## Aim of the exercise
Repeat exactly the lines from the first line of the records through the line containing "let status = match", and nothing more.

Collected data entries:

-- -- --

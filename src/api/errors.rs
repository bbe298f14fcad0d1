use axum::http::StatusCode;
use axum::response::{IntoResponse, Response};

use crate::error::AppError;

/// Converts AppError into the gateway's JSON error envelope.
///
/// Unmatched routes map to 404, enforced parameter validation to 400, and
/// everything else — upstream failures included — to 500. The caller is not
/// told whether Reddit or the store failed beyond the message text.
impl IntoResponse for AppError {
    fn into_response(self) -> Response {
        let status = match &self {
            AppError::NotFound(_) => StatusCode::NOT_FOUND,
            AppError::Validation(_) => StatusCode::BAD_REQUEST,
            AppError::Transport(_)
            | AppError::UpstreamAuth(_)
            | AppError::UpstreamStatus { .. }
            | AppError::StoreConnection(_)
            | AppError::StoreOperation(_)
            | AppError::Config(_) => StatusCode::INTERNAL_SERVER_ERROR,
        };

        let body = serde_json::json!({ "error": self.to_string() });

        (status, axum::Json(body)).into_response()
    }
}
use chrono::{DateTime, Utc};
use serde::{Deserialize, Serialize};

/// Acknowledgment of an archive write.
///
/// `inserted_ids` are ObjectId hex strings in insertion order.
#[derive(Debug, Clone, Serialize, Deserialize)]
#[serde(rename_all = "camelCase")]
pub struct InsertAck {
    pub inserted_count: u64,
    pub inserted_ids: Vec<String>,
}

/// One recorded post search.
///
/// Append-only ledger entry: `result` is the number of posts the search
/// returned, `document_ids` the archive ids generated for them.
#[derive(Debug, Clone, Serialize, Deserialize)]
pub struct SearchHistoryEntry {
    pub term: String,
    pub created_at: DateTime<Utc>,
    pub result: u64,
    pub document_ids: Vec<String>,
}

/// Body of `DELETE /reddit/search/history`.
#[derive(Debug, Clone, Serialize, Deserialize)]
#[serde(rename_all = "camelCase")]
pub struct HistoryDeleteRequest {
    pub history_options: HistoryOptions,
    #[serde(default)]
    pub ids: Vec<String>,
}

#[derive(Debug, Clone, Serialize, Deserialize)]
pub struct HistoryOptions {
    pub drop: bool,
}

/// Acknowledgment of a history deletion, reflecting which path executed.
#[derive(Debug, Clone, Serialize, Deserialize)]
#[serde(rename_all = "camelCase")]
pub struct DeleteAck {
    pub dropped: bool,
    pub deleted_count: u64,
}

#[cfg(test)]
mod tests {
    use super::*;

    #[test]
    fn history_delete_request_wire_shape() {
        let json = r#"{ "historyOptions": { "drop": false }, "ids": ["a", "b"] }"#;
        let request: HistoryDeleteRequest = serde_json::from_str(json).unwrap();
        assert!(!request.history_options.drop);
        assert_eq!(request.ids, vec!["a", "b"]);
    }

    #[test]
    fn history_delete_request_ids_default_empty() {
        let json = r#"{ "historyOptions": { "drop": true } }"#;
        let request: HistoryDeleteRequest = serde_json::from_str(json).unwrap();
        assert!(request.history_options.drop);
        assert!(request.ids.is_empty());
    }

    #[test]
    fn insert_ack_serializes_camel_case() {
        let ack = InsertAck {
            inserted_count: 2,
            inserted_ids: vec!["one".to_string(), "two".to_string()],
        };
        let json = serde_json::to_value(&ack).unwrap();
        assert_eq!(json["insertedCount"], 2);
        assert_eq!(json["insertedIds"][1], "two");
    }
}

-- -- --

## Problem solution
filename src/api/errors.rs
repository bbe298f14fcad0d1
use axum::http::StatusCode;
use axum::response::{IntoResponse, Response};

use crate::error::AppError;

/// Converts AppError into the gateway's JSON error envelope.
///
/// Unmatched routes map to 404, enforced parameter validation to 400, and
/// everything else — upstream failures included — to 500. The caller is not
/// told whether Reddit or the store failed beyond the message text.
impl IntoResponse for AppError {
    fn into_response(self) -> Response {
        let status = match &self {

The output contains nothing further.